=== Task statement ===
Transcribe the data below verbatim from the line with "use nalgebra::DVector;" to the line with "const R: f64 = 0.1;". Include both of those lines.

[Items listed in a dataset]
:::::

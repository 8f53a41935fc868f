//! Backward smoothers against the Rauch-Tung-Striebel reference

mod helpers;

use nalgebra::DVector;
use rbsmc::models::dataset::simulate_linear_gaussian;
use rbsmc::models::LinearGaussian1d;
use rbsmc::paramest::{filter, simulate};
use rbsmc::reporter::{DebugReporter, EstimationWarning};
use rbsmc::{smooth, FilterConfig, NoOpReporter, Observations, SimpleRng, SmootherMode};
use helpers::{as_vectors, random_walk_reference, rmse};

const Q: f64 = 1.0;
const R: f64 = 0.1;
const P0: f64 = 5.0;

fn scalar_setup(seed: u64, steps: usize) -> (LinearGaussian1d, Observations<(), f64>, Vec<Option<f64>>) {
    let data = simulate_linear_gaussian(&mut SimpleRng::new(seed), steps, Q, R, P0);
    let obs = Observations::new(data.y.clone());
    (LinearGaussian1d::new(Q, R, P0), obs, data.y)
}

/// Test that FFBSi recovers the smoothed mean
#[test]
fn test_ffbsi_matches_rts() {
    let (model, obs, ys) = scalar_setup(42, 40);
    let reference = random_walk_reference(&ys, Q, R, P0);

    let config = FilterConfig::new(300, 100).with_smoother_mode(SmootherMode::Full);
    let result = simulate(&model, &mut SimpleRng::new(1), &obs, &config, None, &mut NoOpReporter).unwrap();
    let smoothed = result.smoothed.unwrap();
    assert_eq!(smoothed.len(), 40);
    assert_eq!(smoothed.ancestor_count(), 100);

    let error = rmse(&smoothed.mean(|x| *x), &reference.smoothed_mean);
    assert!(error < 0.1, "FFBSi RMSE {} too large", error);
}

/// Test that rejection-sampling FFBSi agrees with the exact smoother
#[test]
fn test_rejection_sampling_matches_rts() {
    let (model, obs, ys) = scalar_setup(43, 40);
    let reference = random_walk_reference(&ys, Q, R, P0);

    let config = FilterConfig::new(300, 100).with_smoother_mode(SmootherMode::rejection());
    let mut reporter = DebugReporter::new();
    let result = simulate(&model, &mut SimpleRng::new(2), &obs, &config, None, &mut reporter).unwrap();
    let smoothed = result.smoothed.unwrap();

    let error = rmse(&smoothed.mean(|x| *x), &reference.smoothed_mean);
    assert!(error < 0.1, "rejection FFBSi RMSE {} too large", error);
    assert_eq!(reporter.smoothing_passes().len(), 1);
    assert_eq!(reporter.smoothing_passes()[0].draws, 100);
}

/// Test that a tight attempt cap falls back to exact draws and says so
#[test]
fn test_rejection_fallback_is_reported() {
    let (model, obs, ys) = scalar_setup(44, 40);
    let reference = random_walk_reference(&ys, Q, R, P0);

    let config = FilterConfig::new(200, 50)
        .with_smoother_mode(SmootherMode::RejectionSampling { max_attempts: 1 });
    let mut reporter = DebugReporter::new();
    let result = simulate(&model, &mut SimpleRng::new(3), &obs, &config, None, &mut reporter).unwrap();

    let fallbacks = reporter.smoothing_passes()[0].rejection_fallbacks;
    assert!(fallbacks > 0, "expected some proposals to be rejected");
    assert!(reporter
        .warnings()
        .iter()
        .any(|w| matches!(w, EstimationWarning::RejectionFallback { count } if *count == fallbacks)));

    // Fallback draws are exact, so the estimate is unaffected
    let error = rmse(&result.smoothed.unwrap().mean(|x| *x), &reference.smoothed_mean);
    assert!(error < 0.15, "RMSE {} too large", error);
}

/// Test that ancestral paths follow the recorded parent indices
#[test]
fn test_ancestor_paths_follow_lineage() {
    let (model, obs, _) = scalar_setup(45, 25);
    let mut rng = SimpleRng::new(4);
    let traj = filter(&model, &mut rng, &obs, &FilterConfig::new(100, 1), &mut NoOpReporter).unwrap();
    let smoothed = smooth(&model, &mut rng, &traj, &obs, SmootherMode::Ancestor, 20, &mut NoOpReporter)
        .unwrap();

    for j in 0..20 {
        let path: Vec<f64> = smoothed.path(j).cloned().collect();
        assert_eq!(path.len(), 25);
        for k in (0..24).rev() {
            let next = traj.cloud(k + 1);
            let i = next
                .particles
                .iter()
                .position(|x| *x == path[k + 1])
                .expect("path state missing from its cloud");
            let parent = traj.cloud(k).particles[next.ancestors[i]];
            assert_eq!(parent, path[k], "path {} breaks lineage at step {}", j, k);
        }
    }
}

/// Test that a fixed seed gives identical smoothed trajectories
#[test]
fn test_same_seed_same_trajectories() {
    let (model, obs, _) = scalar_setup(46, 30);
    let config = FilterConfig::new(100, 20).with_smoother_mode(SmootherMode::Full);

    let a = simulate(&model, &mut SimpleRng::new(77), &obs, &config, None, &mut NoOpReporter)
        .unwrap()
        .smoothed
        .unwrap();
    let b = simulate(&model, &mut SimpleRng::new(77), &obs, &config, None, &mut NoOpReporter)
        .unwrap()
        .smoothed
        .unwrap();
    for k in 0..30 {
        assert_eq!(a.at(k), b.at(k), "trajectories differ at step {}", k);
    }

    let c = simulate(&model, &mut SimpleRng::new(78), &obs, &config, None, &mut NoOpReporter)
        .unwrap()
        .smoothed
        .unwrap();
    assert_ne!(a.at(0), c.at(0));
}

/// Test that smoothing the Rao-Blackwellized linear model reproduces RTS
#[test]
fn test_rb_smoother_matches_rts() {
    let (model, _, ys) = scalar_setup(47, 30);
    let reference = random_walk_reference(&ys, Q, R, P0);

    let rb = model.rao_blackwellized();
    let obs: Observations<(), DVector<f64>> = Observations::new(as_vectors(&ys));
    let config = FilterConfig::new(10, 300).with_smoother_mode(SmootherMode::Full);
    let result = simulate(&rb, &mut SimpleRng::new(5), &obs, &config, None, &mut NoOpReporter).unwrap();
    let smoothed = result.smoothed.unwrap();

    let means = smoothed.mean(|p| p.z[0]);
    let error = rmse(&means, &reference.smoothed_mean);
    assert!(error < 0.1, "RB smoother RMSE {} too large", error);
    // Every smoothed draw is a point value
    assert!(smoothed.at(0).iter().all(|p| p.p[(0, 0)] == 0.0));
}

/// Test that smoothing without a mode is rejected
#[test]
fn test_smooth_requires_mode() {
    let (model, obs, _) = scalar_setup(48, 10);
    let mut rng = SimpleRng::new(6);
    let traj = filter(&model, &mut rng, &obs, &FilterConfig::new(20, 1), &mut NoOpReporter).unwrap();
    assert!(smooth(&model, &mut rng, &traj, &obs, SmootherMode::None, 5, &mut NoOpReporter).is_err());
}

:::::

=== Answer box ===
use nalgebra::DVector;
use rbsmc::models::dataset::simulate_linear_gaussian;
use rbsmc::models::LinearGaussian1d;
use rbsmc::paramest::{filter, simulate};
use rbsmc::reporter::{DebugReporter, EstimationWarning};
use rbsmc::{smooth, FilterConfig, NoOpReporter, Observations, SimpleRng, SmootherMode};
use helpers::{as_vectors, random_walk_reference, rmse};

const Q: f64 = 1.0;
const R: f64 = 0.1;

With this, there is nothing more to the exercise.